— What you will do —
Could you copy each line of the entries that contains "ModuleMetadata"?

◆ ◆ ◆ ◆

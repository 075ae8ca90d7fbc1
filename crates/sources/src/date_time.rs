//! Date and time module

use crate::util::assemble;
use anyhow::Result;
use chrono::format::{Item, StrftimeItems};
use chrono::{DateTime, Local, Utc};
use chrono_tz::Tz;
use sensbar_core::{BoxedModule, Module, ModuleMetadata};
use sensbar_types::module_configs::DateTimeConfig;
use sensbar_types::{Block, ModuleConfig};
use std::fmt::Write;
use std::time::Duration;

/// Shows the current time in a strftime format
pub struct DateTimeModule {
    metadata: ModuleMetadata,
    config: DateTimeConfig,
    /// None means the system's local zone
    timezone: Option<Tz>,
}

impl DateTimeModule {
    pub fn new(mut config: DateTimeConfig) -> Self {
        if StrftimeItems::new(&config.format).any(|item| matches!(item, Item::Error)) {
            log::warn!(
                "Invalid date format '{}', using the default",
                config.format
            );
            config.format = DateTimeConfig::default().format;
        }

        let timezone = if config.timezone == "Local" {
            None
        } else {
            match config.timezone.parse::<Tz>() {
                Ok(tz) => Some(tz),
                Err(e) => {
                    log::warn!("Unknown timezone '{}' ({}), using local time", config.timezone, e);
                    None
                }
            }
        };

        Self {
            metadata: ModuleMetadata::new("DateTime", "Date & Time", "Current date and time"),
            config,
            timezone,
        }
    }

    pub fn create(config: &ModuleConfig) -> Result<BoxedModule> {
        Ok(Box::new(Self::new(DateTimeConfig::from_config(config))))
    }

    fn render(&self, now: DateTime<Utc>) -> String {
        let mut text = String::new();
        let written = match self.timezone {
            Some(tz) => write!(text, "{}", now.with_timezone(&tz).format(&self.config.format)),
            None => write!(text, "{}", now.with_timezone(&Local).format(&self.config.format)),
        };
        if written.is_err() {
            log::error!("Failed to format time with '{}'", self.config.format);
            return "invalid date format".to_string();
        }
        text
    }

    fn blocks_at(&self, now: DateTime<Utc>) -> Vec<Block> {
        let base = &self.config.base;
        assemble(base, vec![base.inner_block().with_text(self.render(now))])
    }
}

impl Module for DateTimeModule {
    fn metadata(&self) -> &ModuleMetadata {
        &self.metadata
    }

    fn refresh_interval(&self) -> Duration {
        self.config.base.refresh
    }

    fn make_blocks(&mut self) -> Vec<Block> {
        self.blocks_at(Utc::now())
    }
}
//! The i3bar block: one renderable segment of the status line.
//!
//! See <https://i3wm.org/docs/i3bar-protocol.html> for the field meanings.
//! Serialization omits every empty/default field except `full_text`.

use serde::ser::SerializeMap;
use serde::{Serialize, Serializer};

/// Text alignment inside a block whose `min_width` exceeds its text
#[derive(Debug, Clone, Copy, PartialEq, Eq, Serialize)]
#[serde(rename_all = "lowercase")]
pub enum Align {
    Left,
    Right,
    Center,
}

/// How the bar should interpret `full_text`
#[derive(Debug, Clone, Copy, PartialEq, Eq, Serialize)]
#[serde(rename_all = "lowercase")]
pub enum Markup {
    None,
    Pango,
}

/// Separator behaviour after a block.
///
/// The bar treats a missing `separator` key as `true`, so three states are
/// observable on the wire and all three are kept distinct here.
#[derive(Debug, Clone, Copy, PartialEq, Eq, Default)]
pub enum Separator {
    /// Emit nothing; the bar uses its own defaults.
    #[default]
    UseDefault,
    /// `separator: false`, keeping `width` pixels of spacing.
    Suppressed { width: u32 },
    /// Separator drawn (key omitted), with explicit spacing when non-zero.
    Drawn { width: u32 },
}

impl Separator {
    /// Spacing carried by this separator, if any
    pub fn width(&self) -> Option<u32> {
        match self {
            Separator::UseDefault => None,
            Separator::Suppressed { width } | Separator::Drawn { width } => Some(*width),
        }
    }
}

/// One segment of the status line
#[derive(Debug, Clone, PartialEq, Default)]
pub struct Block {
    pub full_text: String,
    pub short_text: String,
    /// Foreground color as `#rrggbb`
    pub color: String,
    pub background: String,
    pub border: String,
    pub border_top: u32,
    pub border_right: u32,
    pub border_bottom: u32,
    pub border_left: u32,
    /// Either a pixel count or a sample string whose width is reserved
    pub min_width: String,
    pub align: Option<Align>,
    pub urgent: bool,
    /// Stable identifiers echoed back in click events
    pub name: String,
    pub instance: String,
    pub separator: Separator,
    pub markup: Option<Markup>,
}

impl Block {
    /// Create a block with the bar's default separator handling
    pub fn new(full_text: impl Into<String>) -> Self {
        Self {
            full_text: full_text.into(),
            ..Self::default()
        }
    }

    /// Create an empty block with a suppressed separator and `width` pixels of spacing.
    ///
    /// This is the shape modules start from for every block they emit.
    pub fn spaced(width: u32) -> Self {
        Self {
            separator: Separator::Suppressed { width },
            ..Self::default()
        }
    }

    pub fn with_text(mut self, full_text: impl Into<String>) -> Self {
        self.full_text = full_text.into();
        self
    }

    pub fn with_color(mut self, color: impl Into<String>) -> Self {
        self.color = color.into();
        self
    }

    pub fn with_min_width(mut self, min_width: impl Into<String>) -> Self {
        self.min_width = min_width.into();
        self
    }

    pub fn with_align(mut self, align: Align) -> Self {
        self.align = Some(align);
        self
    }

    pub fn with_name(mut self, name: impl Into<String>, instance: impl Into<String>) -> Self {
        self.name = name.into();
        self.instance = instance.into();
        self
    }

    pub fn with_separator(mut self, separator: Separator) -> Self {
        self.separator = separator;
        self
    }

    /// Draw the separator, keeping any spacing already configured
    pub fn draw_separator(&mut self) {
        let width = self.separator.width().unwrap_or(0);
        self.separator = Separator::Drawn { width };
    }

    /// Hide the separator, keeping any spacing already configured
    pub fn suppress_separator(&mut self) {
        let width = self.separator.width().unwrap_or(0);
        self.separator = Separator::Suppressed { width };
    }

    /// Replace the spacing after this block without changing whether a separator is drawn
    pub fn set_separator_width(&mut self, width: u32) {
        self.separator = match self.separator {
            Separator::Drawn { .. } => Separator::Drawn { width },
            Separator::UseDefault | Separator::Suppressed { .. } => {
                Separator::Suppressed { width }
            }
        };
    }
}

impl Serialize for Block {
    fn serialize<S: Serializer>(&self, serializer: S) -> Result<S::Ok, S::Error> {
        let mut map = serializer.serialize_map(None)?;
        map.serialize_entry("full_text", &self.full_text)?;

        for (key, value) in [
            ("short_text", &self.short_text),
            ("color", &self.color),
            ("background", &self.background),
            ("border", &self.border),
        ] {
            if !value.is_empty() {
                map.serialize_entry(key, value)?;
            }
        }

        for (key, value) in [
            ("border_top", self.border_top),
            ("border_right", self.border_right),
            ("border_bottom", self.border_bottom),
            ("border_left", self.border_left),
        ] {
            if value != 0 {
                map.serialize_entry(key, &value)?;
            }
        }

        if !self.min_width.is_empty() {
            map.serialize_entry("min_width", &self.min_width)?;
        }
        if let Some(align) = &self.align {
            map.serialize_entry("align", align)?;
        }
        if self.urgent {
            map.serialize_entry("urgent", &true)?;
        }
        if !self.name.is_empty() {
            map.serialize_entry("name", &self.name)?;
        }
        if !self.instance.is_empty() {
            map.serialize_entry("instance", &self.instance)?;
        }

        match self.separator {
            Separator::UseDefault => {}
            Separator::Suppressed { width } => {
                map.serialize_entry("separator", &false)?;
                if width != 0 {
                    map.serialize_entry("separator_block_width", &width)?;
                }
            }
            Separator::Drawn { width } => {
                if width != 0 {
                    map.serialize_entry("separator_block_width", &width)?;
                }
            }
        }

        if let Some(markup) = &self.markup {
            map.serialize_entry("markup", markup)?;
        }
        map.end()
    }
}
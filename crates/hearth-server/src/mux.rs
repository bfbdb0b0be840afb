//! Readiness multiplexing.
//!
//! The event loop is written against the [`Multiplexer`] interface —
//! `wait(timeout)` returning the ready connection ids in ascending order —
//! so the notification strategy underneath is swappable without touching
//! the loop. The production implementation, [`PollMux`], sits on
//! [`mio::Poll`]: a ready-only notification primitive, which is why the
//! accept and data handlers drain their sockets to `WouldBlock` rather than
//! performing one operation per notification.

use std::{io, time::Duration};

use mio::{
    Events, Interest, Poll, Token,
    net::{TcpListener, TcpStream},
};

/// Identifier reserved for the listening endpoint in ready lists.
pub const LISTENER_ID: u64 = 0;

/// Event buffer capacity for one wait call.
const EVENT_CAPACITY: usize = 1024;

/// Readiness notification strategy for the event loop.
///
/// Implementations own the interest set: the collection of endpoints
/// currently watched for readability, together with the highest identifier
/// handed out so far.
pub trait Multiplexer {
    /// Start watching the listening endpoint under [`LISTENER_ID`].
    fn register_listener(&mut self, listener: &mut TcpListener) -> io::Result<()>;

    /// Start watching a connection for readability.
    fn register(&mut self, conn_id: u64, stream: &mut TcpStream) -> io::Result<()>;

    /// Stop watching a connection.
    fn deregister(&mut self, stream: &mut TcpStream) -> io::Result<()>;

    /// Wait until at least one watched endpoint is ready or the timeout
    /// elapses. Returns ready identifiers ascending and deduplicated; an
    /// empty list means the wait timed out.
    fn wait(&mut self, timeout: Duration) -> io::Result<Vec<u64>>;

    /// Number of connections currently watched (listener excluded).
    fn watched(&self) -> usize;

    /// Highest connection identifier registered so far.
    fn high_water(&self) -> u64;
}

/// Production multiplexer on [`mio::Poll`].
#[derive(Debug)]
pub struct PollMux {
    /// OS readiness queue.
    poll: Poll,
    /// Reusable event buffer.
    events: Events,
    /// Connections currently registered.
    watched: usize,
    /// Highest connection id ever registered.
    high_water: u64,
}

impl PollMux {
    /// Create a new multiplexer.
    pub fn new() -> io::Result<Self> {
        Ok(Self {
            poll: Poll::new()?,
            events: Events::with_capacity(EVENT_CAPACITY),
            watched: 0,
            high_water: LISTENER_ID,
        })
    }
}

impl Multiplexer for PollMux {
    fn register_listener(&mut self, listener: &mut TcpListener) -> io::Result<()> {
        self.poll.registry().register(listener, Token(LISTENER_ID as usize), Interest::READABLE)
    }

    fn register(&mut self, conn_id: u64, stream: &mut TcpStream) -> io::Result<()> {
        self.poll.registry().register(stream, Token(conn_id as usize), Interest::READABLE)?;
        self.watched += 1;
        self.high_water = self.high_water.max(conn_id);
        Ok(())
    }

    fn deregister(&mut self, stream: &mut TcpStream) -> io::Result<()> {
        self.poll.registry().deregister(stream)?;
        self.watched = self.watched.saturating_sub(1);
        Ok(())
    }

    fn wait(&mut self, timeout: Duration) -> io::Result<Vec<u64>> {
        match self.poll.poll(&mut self.events, Some(timeout)) {
            Ok(()) => {},
            // A signal landing mid-wait is not a multiplexer failure.
            Err(e) if e.kind() == io::ErrorKind::Interrupted => return Ok(Vec::new()),
            Err(e) => return Err(e),
        }

        let mut ready: Vec<u64> = self.events.iter().map(|event| event.token().0 as u64).collect();
        ready.sort_unstable();
        ready.dedup();
        Ok(ready)
    }

    fn watched(&self) -> usize {
        self.watched
    }

    fn high_water(&self) -> u64 {
        self.high_water
    }
}
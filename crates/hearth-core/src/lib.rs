//! Hearth protocol core.
//!
//! Sans-IO logic for a line-oriented chat hub: clients are grouped into
//! integer-numbered rooms, chat lines are broadcast to roommates, and
//! sessions that stop sending bytes are evicted after a liveness timeout.
//!
//! # Architecture
//!
//! The crate follows the action pattern: the runtime feeds [`HubEvent`]s
//! (accept, data, close, tick) plus the current time into
//! [`HubDriver::process_event`] and executes the returned [`HubAction`]s
//! (send, broadcast, close, log). The driver owns all mutable session state
//! and performs no I/O, so the whole protocol is testable with a virtual
//! clock and no sockets.
//!
//! # Components
//!
//! - [`SessionRegistry`]: session → room and room → members bookkeeping
//! - [`interpret`]: pure classification of an inbound line
//! - [`HubDriver`]: event→action orchestrator (routing, replies, eviction)

#![forbid(unsafe_code)]
#![warn(missing_docs)]

pub mod command;
pub mod driver;
pub mod error;
pub mod registry;

pub use command::{COMMAND_MARKER, LineKind, interpret};
pub use driver::{
    DEFAULT_LIVENESS_TIMEOUT, DEFAULT_MAX_CONNECTIONS, HubAction, HubConfig, HubDriver, HubEvent,
    LogLevel, UNKNOWN_COMMAND_LINE, WELCOME_LINE,
};
pub use error::HubError;
pub use registry::{LOBBY_ROOM, Session, SessionRegistry};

◆ ◆ ◆ ◆

— Task solution —
use sensbar_core::{BoxedModule, Module, ModuleMetadata};
    metadata: ModuleMetadata,
            metadata: ModuleMetadata::new("DateTime", "Date & Time", "Current date and time"),
    fn metadata(&self) -> &ModuleMetadata {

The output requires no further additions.